Benvenuti al Nord (eng: "Welcome to the North") is a 2012 Italian comedy film directed by Luca Miniero.

It is the sequel of the high-grossing film Benvenuti al Sud. It was a commercial success, earning more than 27 million euros during its Italian theatrical release; it had the third best opening in Italian market history.

==Plot==
While Alberto is back in his beloved northern Italy in Milan, his friend Mattia is still in Naples with his friends. He has problems with his wife Maria, because she wants him to take his postal job seriously, now that the two have a son to look after. Then after a dispute, Mattia decides to transfer to northern Italy, in the town of Pordenone. Mattia appears to be willing to leave his little town, but as soon as the transfer comes through, he begins to despair. Many locals offer their opinions; his wise old mother tells him that the people in northern Italy are terribly cold and cruel.

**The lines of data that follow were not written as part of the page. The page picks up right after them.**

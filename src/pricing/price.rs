//! # Price Value Object
//!
//! A non-negative monetary amount backed by [`Decimal`].
//!
//! Prices are immutable: every rule returns a new [`Price`] instead of
//! modifying its input. The non-negative invariant is enforced once, at
//! construction, so rules never have to re-check it.
//!
//! # Example
//! ```
//! use travel_discounts::pricing::price::Price;
//! use rust_decimal::Decimal;
//!
//! let price: Price = "300".parse().unwrap();
//! assert_eq!(price.amount(), Decimal::from(300));
//! assert!("-1".parse::<Price>().is_err());
//! ```

use std::fmt;
use std::str::FromStr;

use rust_decimal::Decimal;
use serde::{Deserialize, Serialize};

use crate::error::DiscountError;

/// Number of decimal places kept after a discount is applied.
pub const MONEY_SCALE: u32 = 2;

/// A non-negative monetary amount.
#[derive(Debug, Clone, Copy, PartialEq, Eq, PartialOrd, Ord, Hash, Serialize, Deserialize)]
#[serde(try_from = "Decimal", into = "Decimal")]
pub struct Price(Decimal);

impl Price {
    /// Creates a price, rejecting negative amounts.
    ///
    /// # Errors
    /// Returns [`DiscountError::NegativePrice`] if `amount < 0`.
    pub fn new(amount: Decimal) -> Result<Self, DiscountError> {
        if amount.is_sign_negative() && !amount.is_zero() {
            return Err(DiscountError::NegativePrice(amount));
        }
        Ok(Self(amount))
    }

    pub fn zero() -> Self {
        Self(Decimal::ZERO)
    }

    /// Returns the underlying decimal amount.
    pub fn amount(&self) -> Decimal {
        self.0
    }

    // Callers guarantee `amount >= 0`.
    pub(crate) fn from_non_negative(amount: Decimal) -> Self {
        debug_assert!(!amount.is_sign_negative() || amount.is_zero());
        Self(amount)
    }
}

impl TryFrom<Decimal> for Price {
    type Error = DiscountError;

    fn try_from(amount: Decimal) -> Result<Self, Self::Error> {
        Price::new(amount)
    }
}

impl From<Price> for Decimal {
    fn from(price: Price) -> Self {
        price.0
    }
}

impl From<u32> for Price {
    fn from(amount: u32) -> Self {
        Self(Decimal::from(amount))
    }
}

impl FromStr for Price {
    type Err = anyhow::Error;

    fn from_str(s: &str) -> Result<Self, Self::Err> {
        let amount = Decimal::from_str(s.trim())
            .map_err(|e| anyhow::anyhow!("invalid price `{s}`: {e}"))?;
        Ok(Price::new(amount)?)
    }
}

impl fmt::Display for Price {
    fn fmt(&self, f: &mut fmt::Formatter<'_>) -> fmt::Result {
        write!(f, "{}", self.0)
    }
}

Mattia is slightly reassured and in the blink of an eye is in Milan, a whole new world for him as a citizen of the South. Alberto welcomes him very coldly because he is in big trouble. The director of Milan's largest postal company intends to provide Italy with a whole new economic plan from Japan to modify the postal service. Mattia starts working in the post office where Alberto is the deputy director, but he soon realizes how different the local mentality is: people are not like that back home.

Much like Benvenuti al Sud, this film ironically jokes about the differences and diversity from the South to the North of Italy, occasionally challenging and often confirming these stereotypes.